• EXERCISE:
Go through the records and show each line where the word "else" occurs.

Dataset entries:
=== Begin Enclosure ===

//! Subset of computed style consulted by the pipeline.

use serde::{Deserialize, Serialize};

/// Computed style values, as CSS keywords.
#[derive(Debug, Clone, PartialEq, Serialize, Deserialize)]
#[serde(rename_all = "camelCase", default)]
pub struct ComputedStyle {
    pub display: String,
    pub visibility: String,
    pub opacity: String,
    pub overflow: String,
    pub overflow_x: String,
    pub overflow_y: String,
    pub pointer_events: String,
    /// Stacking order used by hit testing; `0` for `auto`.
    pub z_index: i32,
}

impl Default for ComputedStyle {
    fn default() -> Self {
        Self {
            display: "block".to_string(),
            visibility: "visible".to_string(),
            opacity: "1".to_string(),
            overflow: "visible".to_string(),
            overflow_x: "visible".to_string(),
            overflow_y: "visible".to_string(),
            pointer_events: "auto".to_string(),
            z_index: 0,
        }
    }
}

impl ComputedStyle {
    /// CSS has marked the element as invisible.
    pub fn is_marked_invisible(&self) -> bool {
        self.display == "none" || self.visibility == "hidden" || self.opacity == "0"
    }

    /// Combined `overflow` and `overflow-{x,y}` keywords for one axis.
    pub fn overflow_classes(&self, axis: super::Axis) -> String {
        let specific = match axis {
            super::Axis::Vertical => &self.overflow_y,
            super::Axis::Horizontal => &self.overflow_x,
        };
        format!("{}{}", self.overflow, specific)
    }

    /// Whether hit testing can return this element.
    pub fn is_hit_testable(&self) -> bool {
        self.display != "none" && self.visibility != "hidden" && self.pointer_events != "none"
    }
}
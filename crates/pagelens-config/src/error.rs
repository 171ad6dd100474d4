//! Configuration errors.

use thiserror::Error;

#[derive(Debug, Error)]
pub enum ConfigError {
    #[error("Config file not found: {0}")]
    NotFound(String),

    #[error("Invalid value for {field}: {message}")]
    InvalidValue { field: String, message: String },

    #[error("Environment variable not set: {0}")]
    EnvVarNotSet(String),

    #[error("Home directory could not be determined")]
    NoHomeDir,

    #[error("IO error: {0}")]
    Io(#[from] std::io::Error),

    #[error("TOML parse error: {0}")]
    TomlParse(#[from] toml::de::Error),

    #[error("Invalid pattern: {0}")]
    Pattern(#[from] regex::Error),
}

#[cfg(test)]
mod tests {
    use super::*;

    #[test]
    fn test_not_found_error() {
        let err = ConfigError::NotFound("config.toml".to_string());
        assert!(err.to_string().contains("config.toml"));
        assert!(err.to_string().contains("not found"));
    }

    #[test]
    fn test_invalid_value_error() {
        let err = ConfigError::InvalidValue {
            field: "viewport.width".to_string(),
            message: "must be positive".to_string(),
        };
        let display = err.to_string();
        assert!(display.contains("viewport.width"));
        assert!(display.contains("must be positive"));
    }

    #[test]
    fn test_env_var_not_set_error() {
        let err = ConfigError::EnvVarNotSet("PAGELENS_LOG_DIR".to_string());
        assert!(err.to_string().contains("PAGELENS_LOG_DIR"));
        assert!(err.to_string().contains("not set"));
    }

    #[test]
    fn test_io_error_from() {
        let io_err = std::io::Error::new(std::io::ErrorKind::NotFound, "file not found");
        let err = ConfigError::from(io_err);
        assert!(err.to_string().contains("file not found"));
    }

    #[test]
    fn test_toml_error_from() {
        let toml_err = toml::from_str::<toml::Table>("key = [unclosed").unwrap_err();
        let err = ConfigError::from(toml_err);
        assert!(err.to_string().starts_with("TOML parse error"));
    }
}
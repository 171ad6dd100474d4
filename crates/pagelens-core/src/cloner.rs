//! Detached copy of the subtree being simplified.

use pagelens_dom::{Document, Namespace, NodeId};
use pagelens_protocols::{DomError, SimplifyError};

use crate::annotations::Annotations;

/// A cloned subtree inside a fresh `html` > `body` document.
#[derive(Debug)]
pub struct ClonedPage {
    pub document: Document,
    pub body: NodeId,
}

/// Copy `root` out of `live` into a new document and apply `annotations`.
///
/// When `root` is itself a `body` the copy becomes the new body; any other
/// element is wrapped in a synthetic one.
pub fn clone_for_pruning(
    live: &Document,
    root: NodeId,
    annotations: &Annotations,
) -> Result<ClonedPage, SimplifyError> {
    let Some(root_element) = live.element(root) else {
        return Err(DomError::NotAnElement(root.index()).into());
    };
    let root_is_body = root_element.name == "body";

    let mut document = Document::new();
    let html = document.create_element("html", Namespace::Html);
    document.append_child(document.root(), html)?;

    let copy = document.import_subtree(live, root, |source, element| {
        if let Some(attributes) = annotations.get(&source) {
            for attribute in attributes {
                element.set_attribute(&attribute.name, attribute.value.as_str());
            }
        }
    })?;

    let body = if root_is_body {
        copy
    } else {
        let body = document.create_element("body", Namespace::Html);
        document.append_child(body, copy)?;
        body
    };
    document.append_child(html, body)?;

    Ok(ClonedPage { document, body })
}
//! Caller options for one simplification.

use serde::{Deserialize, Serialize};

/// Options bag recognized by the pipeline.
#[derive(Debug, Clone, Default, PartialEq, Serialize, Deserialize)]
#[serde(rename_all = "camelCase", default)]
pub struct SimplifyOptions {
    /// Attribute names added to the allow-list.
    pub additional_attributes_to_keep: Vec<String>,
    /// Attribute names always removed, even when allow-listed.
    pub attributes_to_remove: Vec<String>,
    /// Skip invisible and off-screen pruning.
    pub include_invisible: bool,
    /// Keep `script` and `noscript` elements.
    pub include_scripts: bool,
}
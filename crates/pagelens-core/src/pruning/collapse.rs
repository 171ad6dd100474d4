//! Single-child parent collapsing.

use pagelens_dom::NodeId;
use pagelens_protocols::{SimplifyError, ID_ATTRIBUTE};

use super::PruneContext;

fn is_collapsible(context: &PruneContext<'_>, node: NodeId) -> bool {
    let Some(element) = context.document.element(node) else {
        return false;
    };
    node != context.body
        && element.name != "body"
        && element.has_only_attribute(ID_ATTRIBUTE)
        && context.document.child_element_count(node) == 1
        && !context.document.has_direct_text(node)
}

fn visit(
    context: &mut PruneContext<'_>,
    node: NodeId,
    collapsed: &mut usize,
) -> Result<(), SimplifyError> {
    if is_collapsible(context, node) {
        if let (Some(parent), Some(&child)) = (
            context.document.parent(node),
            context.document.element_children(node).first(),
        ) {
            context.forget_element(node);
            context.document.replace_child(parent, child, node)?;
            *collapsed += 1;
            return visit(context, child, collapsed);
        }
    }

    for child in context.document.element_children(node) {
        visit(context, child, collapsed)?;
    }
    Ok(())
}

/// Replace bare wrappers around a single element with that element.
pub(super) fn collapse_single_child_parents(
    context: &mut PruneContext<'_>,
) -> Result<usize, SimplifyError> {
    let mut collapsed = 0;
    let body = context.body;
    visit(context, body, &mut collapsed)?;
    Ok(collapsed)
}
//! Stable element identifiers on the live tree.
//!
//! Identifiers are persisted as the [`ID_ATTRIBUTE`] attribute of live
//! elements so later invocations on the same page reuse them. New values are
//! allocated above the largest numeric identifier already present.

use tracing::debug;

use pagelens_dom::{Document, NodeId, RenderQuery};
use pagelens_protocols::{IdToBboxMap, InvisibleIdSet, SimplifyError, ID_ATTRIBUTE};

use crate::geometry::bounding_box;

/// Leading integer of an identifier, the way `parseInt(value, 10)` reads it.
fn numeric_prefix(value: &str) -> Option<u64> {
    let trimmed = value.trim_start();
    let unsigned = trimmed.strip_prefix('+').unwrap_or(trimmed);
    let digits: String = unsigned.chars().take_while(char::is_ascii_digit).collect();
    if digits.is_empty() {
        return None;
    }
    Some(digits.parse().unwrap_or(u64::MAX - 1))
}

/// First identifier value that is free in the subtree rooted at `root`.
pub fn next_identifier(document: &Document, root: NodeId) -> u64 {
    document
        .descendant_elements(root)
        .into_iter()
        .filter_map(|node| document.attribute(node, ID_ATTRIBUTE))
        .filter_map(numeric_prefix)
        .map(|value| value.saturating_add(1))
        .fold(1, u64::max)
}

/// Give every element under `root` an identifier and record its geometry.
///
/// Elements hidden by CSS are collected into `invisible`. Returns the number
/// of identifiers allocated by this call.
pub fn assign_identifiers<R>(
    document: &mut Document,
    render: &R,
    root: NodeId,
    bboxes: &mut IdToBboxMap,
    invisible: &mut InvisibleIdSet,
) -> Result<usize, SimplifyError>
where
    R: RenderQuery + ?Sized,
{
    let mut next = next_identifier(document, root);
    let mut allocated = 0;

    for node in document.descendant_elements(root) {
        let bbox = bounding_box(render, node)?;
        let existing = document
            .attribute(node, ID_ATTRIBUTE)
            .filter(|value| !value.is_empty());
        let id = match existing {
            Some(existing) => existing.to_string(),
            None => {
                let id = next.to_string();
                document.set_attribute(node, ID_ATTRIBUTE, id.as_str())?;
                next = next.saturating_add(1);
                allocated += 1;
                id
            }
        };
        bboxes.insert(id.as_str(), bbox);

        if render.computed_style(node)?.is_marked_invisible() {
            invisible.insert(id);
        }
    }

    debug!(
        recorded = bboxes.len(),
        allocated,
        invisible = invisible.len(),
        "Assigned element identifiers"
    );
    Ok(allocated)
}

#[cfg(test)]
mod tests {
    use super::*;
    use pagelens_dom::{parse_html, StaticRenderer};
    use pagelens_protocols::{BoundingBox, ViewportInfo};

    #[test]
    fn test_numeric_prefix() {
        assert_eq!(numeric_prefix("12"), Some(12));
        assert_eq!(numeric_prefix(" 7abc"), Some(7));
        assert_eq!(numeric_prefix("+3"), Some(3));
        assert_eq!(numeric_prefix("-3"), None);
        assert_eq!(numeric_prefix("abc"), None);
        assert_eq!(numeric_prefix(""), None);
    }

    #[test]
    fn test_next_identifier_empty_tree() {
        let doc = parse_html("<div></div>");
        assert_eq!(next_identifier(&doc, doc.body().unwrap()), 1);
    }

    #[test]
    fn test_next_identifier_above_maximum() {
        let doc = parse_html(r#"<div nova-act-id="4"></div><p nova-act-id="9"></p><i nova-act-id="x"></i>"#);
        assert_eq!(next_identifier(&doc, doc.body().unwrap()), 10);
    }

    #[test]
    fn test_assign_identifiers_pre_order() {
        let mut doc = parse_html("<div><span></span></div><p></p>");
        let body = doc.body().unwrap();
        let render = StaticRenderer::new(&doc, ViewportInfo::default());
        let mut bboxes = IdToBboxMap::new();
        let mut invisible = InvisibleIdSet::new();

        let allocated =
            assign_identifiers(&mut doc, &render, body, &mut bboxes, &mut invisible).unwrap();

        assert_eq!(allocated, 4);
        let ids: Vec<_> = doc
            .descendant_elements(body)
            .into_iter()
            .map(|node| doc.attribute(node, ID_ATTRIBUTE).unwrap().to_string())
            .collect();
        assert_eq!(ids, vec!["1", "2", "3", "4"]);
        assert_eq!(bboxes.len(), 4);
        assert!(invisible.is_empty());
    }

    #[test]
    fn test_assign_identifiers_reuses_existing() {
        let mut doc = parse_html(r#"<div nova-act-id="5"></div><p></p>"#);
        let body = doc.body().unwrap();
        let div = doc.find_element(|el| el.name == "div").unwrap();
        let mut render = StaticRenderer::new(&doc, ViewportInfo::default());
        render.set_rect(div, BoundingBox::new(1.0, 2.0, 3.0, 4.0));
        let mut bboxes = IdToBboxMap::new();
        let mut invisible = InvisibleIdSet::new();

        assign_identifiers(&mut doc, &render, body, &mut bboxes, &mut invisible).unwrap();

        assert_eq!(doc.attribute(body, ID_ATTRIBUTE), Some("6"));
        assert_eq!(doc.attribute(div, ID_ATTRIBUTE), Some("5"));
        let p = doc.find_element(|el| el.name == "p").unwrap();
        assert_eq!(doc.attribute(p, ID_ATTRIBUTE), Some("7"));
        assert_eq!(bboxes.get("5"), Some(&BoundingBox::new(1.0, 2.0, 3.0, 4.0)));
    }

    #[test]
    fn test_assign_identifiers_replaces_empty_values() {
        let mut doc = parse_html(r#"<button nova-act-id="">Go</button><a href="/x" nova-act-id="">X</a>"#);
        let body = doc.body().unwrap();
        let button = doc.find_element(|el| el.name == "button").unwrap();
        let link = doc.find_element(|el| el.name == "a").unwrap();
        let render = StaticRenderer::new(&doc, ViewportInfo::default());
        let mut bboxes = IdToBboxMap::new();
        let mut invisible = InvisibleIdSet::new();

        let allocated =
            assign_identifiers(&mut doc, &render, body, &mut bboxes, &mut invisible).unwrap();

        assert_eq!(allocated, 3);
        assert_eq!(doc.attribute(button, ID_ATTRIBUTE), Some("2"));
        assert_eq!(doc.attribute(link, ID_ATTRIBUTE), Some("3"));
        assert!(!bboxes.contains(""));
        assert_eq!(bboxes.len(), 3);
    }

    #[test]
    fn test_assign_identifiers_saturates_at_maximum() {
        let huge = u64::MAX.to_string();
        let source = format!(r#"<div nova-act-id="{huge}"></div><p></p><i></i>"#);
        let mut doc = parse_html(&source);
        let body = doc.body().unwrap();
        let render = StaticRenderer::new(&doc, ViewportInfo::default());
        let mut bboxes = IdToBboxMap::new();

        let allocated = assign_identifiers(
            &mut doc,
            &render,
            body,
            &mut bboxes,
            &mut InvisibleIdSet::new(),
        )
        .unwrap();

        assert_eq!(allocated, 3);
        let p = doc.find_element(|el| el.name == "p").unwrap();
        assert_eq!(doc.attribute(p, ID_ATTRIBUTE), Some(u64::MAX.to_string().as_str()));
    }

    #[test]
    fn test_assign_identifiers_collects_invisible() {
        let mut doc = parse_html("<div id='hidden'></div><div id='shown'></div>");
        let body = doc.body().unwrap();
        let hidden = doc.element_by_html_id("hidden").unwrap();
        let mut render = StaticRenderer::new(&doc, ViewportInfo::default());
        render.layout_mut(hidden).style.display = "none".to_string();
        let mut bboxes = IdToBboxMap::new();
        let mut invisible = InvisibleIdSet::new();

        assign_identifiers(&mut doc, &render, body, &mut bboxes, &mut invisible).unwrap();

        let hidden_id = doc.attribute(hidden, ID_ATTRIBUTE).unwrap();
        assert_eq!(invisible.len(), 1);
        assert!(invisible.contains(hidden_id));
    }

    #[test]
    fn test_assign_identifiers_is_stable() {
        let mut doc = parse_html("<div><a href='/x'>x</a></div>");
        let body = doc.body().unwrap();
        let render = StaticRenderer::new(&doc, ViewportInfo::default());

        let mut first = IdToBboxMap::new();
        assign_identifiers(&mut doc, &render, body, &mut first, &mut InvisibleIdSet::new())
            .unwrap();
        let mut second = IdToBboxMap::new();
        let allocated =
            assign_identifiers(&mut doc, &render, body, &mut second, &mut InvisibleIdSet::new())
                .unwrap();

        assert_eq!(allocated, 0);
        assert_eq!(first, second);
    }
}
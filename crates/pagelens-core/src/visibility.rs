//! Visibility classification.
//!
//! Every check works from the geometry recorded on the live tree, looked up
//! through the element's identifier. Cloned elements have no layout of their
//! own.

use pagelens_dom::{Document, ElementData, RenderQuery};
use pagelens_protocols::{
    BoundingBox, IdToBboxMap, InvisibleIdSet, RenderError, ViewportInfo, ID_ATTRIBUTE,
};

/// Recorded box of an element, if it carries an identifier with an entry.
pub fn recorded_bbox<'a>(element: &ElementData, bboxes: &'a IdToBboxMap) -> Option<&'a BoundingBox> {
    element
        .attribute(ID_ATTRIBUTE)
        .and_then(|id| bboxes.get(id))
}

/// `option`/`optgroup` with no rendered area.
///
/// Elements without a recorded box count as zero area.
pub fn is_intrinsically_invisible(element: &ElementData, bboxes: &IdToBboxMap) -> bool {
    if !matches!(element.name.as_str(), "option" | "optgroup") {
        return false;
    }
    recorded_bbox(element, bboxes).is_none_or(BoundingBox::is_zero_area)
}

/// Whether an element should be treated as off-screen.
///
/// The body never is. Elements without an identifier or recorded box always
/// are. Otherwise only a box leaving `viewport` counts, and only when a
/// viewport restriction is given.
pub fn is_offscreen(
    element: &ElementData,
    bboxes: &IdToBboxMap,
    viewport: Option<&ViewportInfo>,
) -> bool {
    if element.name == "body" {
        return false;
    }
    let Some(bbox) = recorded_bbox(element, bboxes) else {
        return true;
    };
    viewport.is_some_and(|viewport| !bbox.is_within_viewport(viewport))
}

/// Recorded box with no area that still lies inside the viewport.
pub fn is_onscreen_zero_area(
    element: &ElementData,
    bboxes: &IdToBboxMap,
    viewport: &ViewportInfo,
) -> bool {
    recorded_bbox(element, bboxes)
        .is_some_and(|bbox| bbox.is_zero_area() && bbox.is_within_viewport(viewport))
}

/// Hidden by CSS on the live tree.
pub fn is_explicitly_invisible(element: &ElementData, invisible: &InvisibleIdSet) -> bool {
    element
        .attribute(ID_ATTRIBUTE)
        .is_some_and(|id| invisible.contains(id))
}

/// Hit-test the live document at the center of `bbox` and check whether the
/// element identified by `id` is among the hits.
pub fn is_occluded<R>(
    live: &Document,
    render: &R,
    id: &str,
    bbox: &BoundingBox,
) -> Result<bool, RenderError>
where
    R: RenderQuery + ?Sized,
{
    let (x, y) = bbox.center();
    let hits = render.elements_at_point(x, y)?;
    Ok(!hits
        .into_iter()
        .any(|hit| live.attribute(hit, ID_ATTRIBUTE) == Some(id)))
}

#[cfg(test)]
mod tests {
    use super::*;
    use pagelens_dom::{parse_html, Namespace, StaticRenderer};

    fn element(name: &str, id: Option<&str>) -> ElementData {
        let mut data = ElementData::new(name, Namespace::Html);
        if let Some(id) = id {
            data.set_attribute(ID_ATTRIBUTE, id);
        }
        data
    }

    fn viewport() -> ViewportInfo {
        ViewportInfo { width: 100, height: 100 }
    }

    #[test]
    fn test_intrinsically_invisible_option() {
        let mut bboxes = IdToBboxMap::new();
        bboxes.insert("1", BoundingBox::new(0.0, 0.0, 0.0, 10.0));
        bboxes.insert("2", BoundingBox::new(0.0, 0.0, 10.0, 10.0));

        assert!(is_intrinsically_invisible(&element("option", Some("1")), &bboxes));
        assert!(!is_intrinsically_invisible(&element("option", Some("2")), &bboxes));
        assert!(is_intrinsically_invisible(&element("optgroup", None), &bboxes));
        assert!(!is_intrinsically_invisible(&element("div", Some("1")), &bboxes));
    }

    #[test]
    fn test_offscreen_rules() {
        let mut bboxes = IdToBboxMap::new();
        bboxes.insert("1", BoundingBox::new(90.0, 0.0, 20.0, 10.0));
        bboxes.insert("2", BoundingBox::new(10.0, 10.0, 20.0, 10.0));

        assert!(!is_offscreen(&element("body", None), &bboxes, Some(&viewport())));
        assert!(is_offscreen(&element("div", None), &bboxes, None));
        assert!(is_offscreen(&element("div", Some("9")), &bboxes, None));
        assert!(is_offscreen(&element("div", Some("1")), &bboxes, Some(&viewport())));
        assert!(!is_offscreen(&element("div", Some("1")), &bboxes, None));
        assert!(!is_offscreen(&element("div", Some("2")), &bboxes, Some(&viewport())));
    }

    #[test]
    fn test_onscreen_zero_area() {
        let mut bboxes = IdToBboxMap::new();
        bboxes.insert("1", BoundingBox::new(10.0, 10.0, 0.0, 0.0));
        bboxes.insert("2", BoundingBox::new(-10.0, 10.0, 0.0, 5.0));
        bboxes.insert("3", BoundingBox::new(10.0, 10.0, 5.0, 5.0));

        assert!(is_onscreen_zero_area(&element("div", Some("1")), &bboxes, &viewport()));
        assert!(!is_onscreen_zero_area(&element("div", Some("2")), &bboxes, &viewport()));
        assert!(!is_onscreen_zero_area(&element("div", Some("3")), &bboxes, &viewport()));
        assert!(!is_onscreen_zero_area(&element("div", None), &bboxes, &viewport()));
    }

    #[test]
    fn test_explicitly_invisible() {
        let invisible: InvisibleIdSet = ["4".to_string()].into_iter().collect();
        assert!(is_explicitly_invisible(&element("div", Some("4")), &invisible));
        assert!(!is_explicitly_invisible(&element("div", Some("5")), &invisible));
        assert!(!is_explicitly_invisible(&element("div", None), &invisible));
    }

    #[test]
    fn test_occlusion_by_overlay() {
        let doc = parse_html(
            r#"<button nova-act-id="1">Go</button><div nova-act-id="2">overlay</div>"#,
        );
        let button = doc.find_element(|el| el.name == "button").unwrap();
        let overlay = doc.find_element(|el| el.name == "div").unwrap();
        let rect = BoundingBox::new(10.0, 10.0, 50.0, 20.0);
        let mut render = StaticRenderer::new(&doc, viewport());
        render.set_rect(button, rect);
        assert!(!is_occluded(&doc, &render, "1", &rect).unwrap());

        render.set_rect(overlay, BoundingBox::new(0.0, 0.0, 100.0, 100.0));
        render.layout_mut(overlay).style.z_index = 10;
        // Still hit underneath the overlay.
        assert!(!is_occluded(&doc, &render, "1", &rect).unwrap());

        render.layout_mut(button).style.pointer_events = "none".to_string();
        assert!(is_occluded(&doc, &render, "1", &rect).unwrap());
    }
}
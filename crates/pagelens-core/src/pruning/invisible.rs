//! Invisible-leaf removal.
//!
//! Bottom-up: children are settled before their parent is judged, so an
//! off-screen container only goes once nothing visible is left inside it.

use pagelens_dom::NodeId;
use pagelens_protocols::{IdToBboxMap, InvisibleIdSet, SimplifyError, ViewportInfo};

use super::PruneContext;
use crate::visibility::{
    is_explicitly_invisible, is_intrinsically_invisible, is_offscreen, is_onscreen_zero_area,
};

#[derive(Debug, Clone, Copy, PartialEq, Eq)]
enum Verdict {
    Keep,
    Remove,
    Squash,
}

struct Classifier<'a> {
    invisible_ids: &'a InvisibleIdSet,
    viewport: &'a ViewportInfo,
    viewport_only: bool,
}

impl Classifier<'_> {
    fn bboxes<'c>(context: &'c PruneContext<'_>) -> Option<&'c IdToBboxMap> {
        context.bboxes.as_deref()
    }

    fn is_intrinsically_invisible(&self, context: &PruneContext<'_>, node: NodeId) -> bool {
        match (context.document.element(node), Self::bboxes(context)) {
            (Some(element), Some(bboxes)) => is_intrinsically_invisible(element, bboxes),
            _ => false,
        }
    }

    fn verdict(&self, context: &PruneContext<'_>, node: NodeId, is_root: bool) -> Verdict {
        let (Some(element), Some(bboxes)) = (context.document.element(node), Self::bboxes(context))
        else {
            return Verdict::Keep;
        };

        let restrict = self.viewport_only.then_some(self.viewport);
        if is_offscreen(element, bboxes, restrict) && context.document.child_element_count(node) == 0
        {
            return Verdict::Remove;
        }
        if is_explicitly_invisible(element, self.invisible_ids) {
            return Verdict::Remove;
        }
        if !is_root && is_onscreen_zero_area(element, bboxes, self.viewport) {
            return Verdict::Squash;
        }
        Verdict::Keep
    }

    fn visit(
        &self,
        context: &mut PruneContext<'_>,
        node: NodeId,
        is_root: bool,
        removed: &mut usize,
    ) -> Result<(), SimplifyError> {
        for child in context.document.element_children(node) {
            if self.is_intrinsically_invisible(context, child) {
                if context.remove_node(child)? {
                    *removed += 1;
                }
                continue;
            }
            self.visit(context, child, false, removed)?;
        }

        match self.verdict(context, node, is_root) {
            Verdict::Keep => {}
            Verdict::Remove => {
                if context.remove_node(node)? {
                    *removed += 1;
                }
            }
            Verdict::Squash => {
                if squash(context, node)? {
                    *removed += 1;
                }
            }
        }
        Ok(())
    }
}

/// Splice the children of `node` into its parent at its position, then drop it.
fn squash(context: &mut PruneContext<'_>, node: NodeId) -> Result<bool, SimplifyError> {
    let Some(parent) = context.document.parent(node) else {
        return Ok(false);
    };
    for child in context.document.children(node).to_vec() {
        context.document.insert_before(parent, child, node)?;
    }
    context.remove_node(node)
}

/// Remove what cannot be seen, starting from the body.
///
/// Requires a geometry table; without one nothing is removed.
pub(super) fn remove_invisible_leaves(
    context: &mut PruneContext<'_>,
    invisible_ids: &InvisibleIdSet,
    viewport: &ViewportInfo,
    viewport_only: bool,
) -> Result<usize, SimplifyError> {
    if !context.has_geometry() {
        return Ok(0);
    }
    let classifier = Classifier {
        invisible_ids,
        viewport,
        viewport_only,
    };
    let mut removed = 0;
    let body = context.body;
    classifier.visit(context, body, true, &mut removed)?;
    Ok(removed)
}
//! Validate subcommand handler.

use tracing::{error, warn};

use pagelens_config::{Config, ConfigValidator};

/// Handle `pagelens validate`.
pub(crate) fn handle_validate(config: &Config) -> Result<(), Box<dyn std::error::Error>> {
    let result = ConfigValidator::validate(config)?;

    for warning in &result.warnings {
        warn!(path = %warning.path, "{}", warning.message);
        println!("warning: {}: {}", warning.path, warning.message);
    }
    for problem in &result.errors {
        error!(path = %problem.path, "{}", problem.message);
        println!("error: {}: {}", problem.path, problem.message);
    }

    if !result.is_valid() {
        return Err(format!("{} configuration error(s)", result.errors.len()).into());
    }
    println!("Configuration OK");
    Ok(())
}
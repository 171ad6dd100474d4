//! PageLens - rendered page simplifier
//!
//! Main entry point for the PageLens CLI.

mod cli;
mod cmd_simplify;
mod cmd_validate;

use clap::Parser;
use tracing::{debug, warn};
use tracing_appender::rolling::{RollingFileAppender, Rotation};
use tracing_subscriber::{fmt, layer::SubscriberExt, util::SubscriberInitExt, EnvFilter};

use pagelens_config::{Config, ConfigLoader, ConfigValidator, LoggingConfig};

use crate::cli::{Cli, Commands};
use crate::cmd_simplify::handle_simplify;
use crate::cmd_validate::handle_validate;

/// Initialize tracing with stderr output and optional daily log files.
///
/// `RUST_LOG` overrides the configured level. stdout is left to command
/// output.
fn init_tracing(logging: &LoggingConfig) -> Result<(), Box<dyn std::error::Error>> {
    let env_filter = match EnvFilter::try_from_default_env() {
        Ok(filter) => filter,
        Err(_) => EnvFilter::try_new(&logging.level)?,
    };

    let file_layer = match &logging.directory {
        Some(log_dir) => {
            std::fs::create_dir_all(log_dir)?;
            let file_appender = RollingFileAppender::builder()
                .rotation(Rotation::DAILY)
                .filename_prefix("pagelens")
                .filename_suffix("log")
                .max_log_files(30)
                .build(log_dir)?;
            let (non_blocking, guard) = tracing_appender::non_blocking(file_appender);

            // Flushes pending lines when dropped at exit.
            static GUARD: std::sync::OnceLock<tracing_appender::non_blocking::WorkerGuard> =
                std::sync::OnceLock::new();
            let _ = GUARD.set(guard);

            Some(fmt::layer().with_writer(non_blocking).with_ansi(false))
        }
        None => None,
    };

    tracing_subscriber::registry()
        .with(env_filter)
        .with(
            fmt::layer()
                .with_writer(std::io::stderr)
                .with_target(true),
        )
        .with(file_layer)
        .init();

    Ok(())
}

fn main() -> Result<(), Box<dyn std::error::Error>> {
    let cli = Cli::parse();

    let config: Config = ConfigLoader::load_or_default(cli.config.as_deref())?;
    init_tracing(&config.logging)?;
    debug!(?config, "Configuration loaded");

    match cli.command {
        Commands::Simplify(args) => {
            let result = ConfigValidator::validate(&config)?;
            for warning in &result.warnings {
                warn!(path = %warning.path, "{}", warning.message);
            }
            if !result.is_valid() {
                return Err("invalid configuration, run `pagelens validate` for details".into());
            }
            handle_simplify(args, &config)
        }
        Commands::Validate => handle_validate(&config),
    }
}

=== End Enclosure ===

• TASK OUTPUT:
    let Some(root_element) = live.element(root) else {
    } else {
    let Some(element) = context.document.element(node) else {
    let Some(bbox) = recorded_bbox(element, bboxes) else {
        else {
    let Some(parent) = context.document.parent(node) else {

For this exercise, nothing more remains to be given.